In 1986, Ken was awarded an MBE by The Queen for services to sport and education – something Di said made them both “very proud”.
He was also short-listed for 2016 BBC Get Inspired Unsung Hero, and he received lifetime achievement awards from Corvus Cornix Basketball Club in 2014 and Herts Sports Partnership and Herts Basketball in 2018.
“He touched so many lives,” Di said.”He will be missed. I know he will.”
Ken was dad to two daughters, Lorraine and Yvonne, and had two grandchildren.
He and Di, 82, lived in Whaddon and are well-known in town.
She said: “Royston has become our home. When we first came to the area it was a small market town, everyone knew us. People would say hello in the street and Ken’s father, who was staying with us at the time, said it was ‘like being royalty’”

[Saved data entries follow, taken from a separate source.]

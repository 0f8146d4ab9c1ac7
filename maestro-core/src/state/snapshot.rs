//! Snapshot persistence
//!
//! Durability is best effort: the state manager works without a store, and a
//! missing or unreadable snapshot just means starting empty.

use std::path::{Path, PathBuf};
use std::sync::Arc;
use std::time::Duration;

use async_trait::async_trait;
use tokio::sync::Mutex;
use tokio::task::JoinHandle;
use tokio_util::sync::CancellationToken;
use tracing::{debug, info, warn};

use super::manager::StateManager;
use super::types::StateSnapshot;
use crate::config::StateConfig;
use crate::error::StateError;

/// Somewhere a [`StateSnapshot`] can be loaded from and saved to
#[async_trait]
pub trait SnapshotStore: Send + Sync {
    /// Load the last saved snapshot, `None` if nothing was saved yet
    async fn load(&self) -> Result<Option<StateSnapshot>, StateError>;

    async fn save(&self, snapshot: &StateSnapshot) -> Result<(), StateError>;
}

/// Keeps the last snapshot in memory; useful in tests
#[derive(Default)]
pub struct MemorySnapshotStore {
    snapshot: Mutex<Option<StateSnapshot>>,
}

impl MemorySnapshotStore {
    pub fn new() -> Self {
        Self::default()
    }
}

#[async_trait]
impl SnapshotStore for MemorySnapshotStore {
    async fn load(&self) -> Result<Option<StateSnapshot>, StateError> {
        Ok(self.snapshot.lock().await.clone())
    }

    async fn save(&self, snapshot: &StateSnapshot) -> Result<(), StateError> {
        *self.snapshot.lock().await = Some(snapshot.clone());
        Ok(())
    }
}

/// Pretty-printed JSON file, replaced atomically on save
pub struct JsonFileSnapshotStore {
    path: PathBuf,
}

impl JsonFileSnapshotStore {
    pub fn new(path: impl Into<PathBuf>) -> Self {
        Self { path: path.into() }
    }

    pub fn path(&self) -> &Path {
        &self.path
    }
}

#[async_trait]
impl SnapshotStore for JsonFileSnapshotStore {
    async fn load(&self) -> Result<Option<StateSnapshot>, StateError> {
        let contents = match tokio::fs::read_to_string(&self.path).await {
            Ok(contents) => contents,
            Err(e) if e.kind() == std::io::ErrorKind::NotFound => return Ok(None),
            Err(e) => return Err(e.into()),
        };
        Ok(Some(serde_json::from_str(&contents)?))
    }

    async fn save(&self, snapshot: &StateSnapshot) -> Result<(), StateError> {
        if let Some(parent) = self.path.parent()
            && !parent.as_os_str().is_empty()
        {
            tokio::fs::create_dir_all(parent).await?;
        }
        let json = serde_json::to_string_pretty(snapshot)?;
        let tmp = self.path.with_extension("json.tmp");
        tokio::fs::write(&tmp, json).await?;
        tokio::fs::rename(&tmp, &self.path).await?;
        debug!(path = %self.path.display(), "Snapshot saved");
        Ok(())
    }
}

impl StateManager {
    /// Build a manager seeded from `store`, or empty when there is nothing
    /// usable to load
    pub async fn load_or_default(config: StateConfig, store: &dyn SnapshotStore) -> Self {
        let manager = Self::new(config);
        match store.load().await {
            Ok(Some(snapshot)) => manager.restore(snapshot),
            Ok(None) => debug!("No snapshot to restore"),
            Err(e) => warn!(error = %e, "Failed to load snapshot, starting empty"),
        }
        manager
    }

    /// Export and save a snapshot now
    pub async fn save_to(&self, store: &dyn SnapshotStore) -> Result<(), StateError> {
        let snapshot = self.export_snapshot();
        store.save(&snapshot).await
    }
}

/// Persist a snapshot every `interval` until `shutdown` fires, then once more
pub fn spawn_autosave(
    manager: Arc<StateManager>,
    store: Arc<dyn SnapshotStore>,
    interval: Duration,
    shutdown: CancellationToken,
) -> JoinHandle<()> {
    tokio::spawn(async move {
        let mut ticker = tokio::time::interval(interval);
        ticker.tick().await;
        loop {
            tokio::select! {
                _ = shutdown.cancelled() => break,
                _ = ticker.tick() => {
                    if let Err(e) = manager.save_to(store.as_ref()).await {
                        warn!(error = %e, "Autosave failed");
                    }
                }
            }
        }
        if let Err(e) = manager.save_to(store.as_ref()).await {
            warn!(error = %e, "Final snapshot save failed");
        } else {
            info!("Final snapshot saved");
        }
    })
}

#[cfg(test)]
mod tests {
    use super::*;
    use crate::agent::{AgentStatus, Task, TaskType};
    use tempfile::TempDir;

    fn populated() -> StateManager {
        let manager = StateManager::default();
        manager.register_agent("local", AgentStatus::new("a1"));
        manager
            .add_task(Task::builder(TaskType::General, "work").id("t1").build())
            .unwrap();
        manager
    }

    #[tokio::test]
    async fn memory_store_round_trips() {
        let store = MemorySnapshotStore::new();
        assert!(store.load().await.unwrap().is_none());

        populated().save_to(&store).await.unwrap();

        let restored = StateManager::load_or_default(StateConfig::default(), &store).await;
        assert!(restored.agent("a1").is_some());
        assert!(restored.task("t1").is_some());
    }

    #[tokio::test]
    async fn file_store_missing_file_is_none() {
        let dir = TempDir::new().unwrap();
        let store = JsonFileSnapshotStore::new(dir.path().join("state.json"));
        assert!(store.load().await.unwrap().is_none());
    }

    #[tokio::test]
    async fn file_store_creates_parent_dirs() {
        let dir = TempDir::new().unwrap();
        let path = dir.path().join("nested").join("state.json");
        let store = JsonFileSnapshotStore::new(&path);

        populated().save_to(&store).await.unwrap();

        assert!(path.exists());
        assert!(!path.with_extension("json.tmp").exists());
        let loaded = store.load().await.unwrap().unwrap();
        assert!(loaded.agents.contains_key("a1"));
    }

    #[tokio::test]
    async fn corrupt_file_falls_back_to_empty_state() {
        let dir = TempDir::new().unwrap();
        let path = dir.path().join("state.json");
        std::fs::write(&path, "{ not json").unwrap();
        let store = JsonFileSnapshotStore::new(&path);

        assert!(matches!(
            store.load().await,
            Err(StateError::Serialization(_))
        ));
        let manager = StateManager::load_or_default(StateConfig::default(), &store).await;
        assert!(manager.agents().is_empty());
    }

    #[tokio::test]
    async fn autosave_writes_final_snapshot_on_shutdown() {
        let manager = Arc::new(populated());
        let store = Arc::new(MemorySnapshotStore::new());
        let token = CancellationToken::new();

        let handle = spawn_autosave(
            manager.clone(),
            store.clone(),
            Duration::from_secs(3600),
            token.clone(),
        );
        token.cancel();
        handle.await.unwrap();

        let saved = store.load().await.unwrap().unwrap();
        assert!(saved.tasks.contains_key("t1"));
    }
}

Di said: “Ken was a very caring man – he cared for people, particularly younger people. He did everything for everybody.” To relax, Di said her husband liked gardening and photography. Most of the time he was involved in administration, and he loved his Siamese cats. Both Ken and Di were members of St John the Baptist Church in Royston, and they had a blessing to commemorate their 35th wedding anniversary there. October would haven been their 50th wedding anniversary.
“One of my last conversations with him as me saying ‘you can’t go yet, the church is not ready!’ and he laughed. He was a laid-back guy and we had a fantastic life together.”
Ken passed away on Thursday last week after having dementia. There’s a private funeral on August 5 and Di hopes when the lockdown is over and the church is restored, following the 2018 fire, they will have a memorial service of thanksgiving to honour his life.
Tributes to Ken have been paid by staff who worked with him at Greneway School, now part of King James Academy Royston.
Gordon Farquhar, headteacher of King James Academy Royston and Laura Rawlings – former Greneway headteacher from 2012 to 2018 – said: “While Greneway school is now part of the King James Academy Royston, it is important to recognise it’s history. “Greneway School’s founding headteacher was such a huge influence on the school and Royston community. His highly regarded leadership of Hertfordshire’s first Middle School left a significant legacy which will not be forgotten.”
Former head of PE at Greneway, Terry Graves, said: “In an age where the term ‘legendary’ is used all too easily, here we have a man who truly deserved the tag!
“Over 60 years of teaching, coaching, leading, managing, co-ordinating, driving and inspiring.
“Ken’s energy and enthusiasm were legendary and inspirational to all who have had the honour of working with him. He was the real deal!
“Passion, commitment, dedication, vision and professionalism summed up Ken’s approach and infectious attitude in all that he did.
“He understood the real value of education, and of all sport, to develop and nurture all-round skills in all people. His approach always put the learner at the centre of the whole process. He cared and understood learning and achievement.
“He loved Greneway School and he loved Royston.”